阳椅上的小女仆弱弱地说道,脸上满是沮丧,昨天浅浅越玩越疯,到最后整个奎尔丹纳斯岛就跟狂欢节似的,这让本来就怕生的幽灵女仆更加不敢接近地面,但又不敢离开海岛,于是只能变成乌鸦在天上盘旋,结果……结果我们竟然放起了烟火,这简直是灾难性的一刻,我至今还清楚地记着正在从尾巴里往外抖沙子的八云蓝被一个从天而降的大乌鸦砸进沙坑里的一幕,小幽灵是灵体,倒是没受什么伤,只是精神损伤比较严重,现在显得萎靡不振,八云蓝比她严重多了——
回头看了一眼,九条尾巴的狐狸女孩脑袋上顶着个硕大的粉红色ok绷,脖子还朝左偏着,正哆哆嗦嗦地摇晃自己的尾巴,脑袋偏是因为昨天晚上让安薇娜给砸偏了,晃尾巴则是在抖沙子。这头狐狸看上去不怎么喜欢沙滩,因为这里海风吹起的细沙总是会钻到她的绒毛下面,作为一个已经开始直立行走的犬科动物,这简直跟脚心被蚊子叮了一样闹心。
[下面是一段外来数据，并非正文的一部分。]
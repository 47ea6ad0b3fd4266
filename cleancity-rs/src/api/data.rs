//! Public read endpoints over approved records

use axum::{
    extract::{rejection::QueryRejection, Path, Query, State},
    Json,
};
use serde::Deserialize;

use super::{parse_query, parse_record_id, RecordView};
use crate::aggregation::resolve_limit;
use crate::error::{Error, Result};
use crate::models::{HotspotBin, LeaderboardEntry, SortOrder, ValidationState};
use crate::AppState;

#[derive(Debug, Deserialize)]
pub struct LimitQuery {
    pub limit: Option<usize>,
}

#[derive(Debug, Deserialize)]
pub struct HotspotQuery {
    pub limit: Option<usize>,
    pub precision: Option<u32>,
}

/// GET /api/records
///
/// Most recently created approved records first.
pub async fn recent_records(
    State(state): State<AppState>,
    query: std::result::Result<Query<LimitQuery>, QueryRejection>,
) -> Result<Json<Vec<RecordView>>> {
    let query = parse_query(query)?;
    let settings = state.aggregation.settings();
    let limit = resolve_limit(query.limit, settings.recent_limit, settings.max_query_limit)?;

    let records = state
        .store
        .list_by_state(ValidationState::Approved, SortOrder::Desc, limit)
        .await?;

    Ok(Json(records.into_iter().map(RecordView::from).collect()))
}

/// GET /api/records/:id
///
/// Records that are not approved are reported as not found here.
pub async fn get_record(
    State(state): State<AppState>,
    Path(raw_id): Path<String>,
) -> Result<Json<RecordView>> {
    let id = parse_record_id(&raw_id)?;
    let record = state.store.get(id).await?;
    if record.state != ValidationState::Approved {
        return Err(Error::NotFound(raw_id));
    }
    Ok(Json(record.into()))
}

/// GET /api/leaderboard
pub async fn leaderboard(
    State(state): State<AppState>,
    query: std::result::Result<Query<LimitQuery>, QueryRejection>,
) -> Result<Json<Vec<LeaderboardEntry>>> {
    let query = parse_query(query)?;
    Ok(Json(state.aggregation.leaderboard(query.limit).await?))
}

/// GET /api/hotspots
pub async fn hotspots(
    State(state): State<AppState>,
    query: std::result::Result<Query<HotspotQuery>, QueryRejection>,
) -> Result<Json<Vec<HotspotBin>>> {
    let query = parse_query(query)?;
    Ok(Json(
        state
            .aggregation
            .hotspots(query.precision, query.limit)
            .await?,
    ))
}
“主人,安薇娜是不是又让主人为难了?”幽灵女仆见我半晌不回话,忍不住小心翼翼问道,我敲了敲对方脑门:“你好好休息就够让我省心了,这次让你出来是散心的,平常家里所有的家务都是你做,应该放个假。当然,下次还是给你找个清静点的度假地方吧,看样子在这种环境下你还真休息不好。”
安薇娜开心地“嗯”了一声,继续软趴趴地在阳椅上数自己的头发,我则带着坏笑悄无声息地潜入到八云蓝身旁,伸手打算揉她耳朵一下:这头狐狸其实胆子很小,对耳朵突然袭击的话,尾巴上的毛就全炸起来了,特别好玩。
“请不要做这样没有风度的事情,陈俊大人,狐狸的六识是很敏锐的,”蓝的狐狸耳朵轻轻抖动了一下,然后翘起一条尾巴不轻不重地拍了拍我的腿,“另外,我现在听脚步声已经能判断出您在接近了,以后请不要开这样的玩笑,想摸耳朵的话,可以直接提出来……”
想了想:“是因为经常被人擦鞋才锻炼出这种技巧的?”
狐狸娘耳朵瞬间竖起,然后九条尾巴跟风火轮一样开始轮流抽我脚面,顿时尘土飞扬:这家伙竟然也如此大胆了吗?
当下我怒从心头起恶向胆边生,瞅准时机抓住正从眼前划过的一条尾巴就开始往下拔毛,蓝顿时“嗷”一嗓子翻身扑了上来,嘴里咕噜咕噜如同愤怒的小狗,然后一个人和一个狐狸狗就打成一团——原本应该是这样的。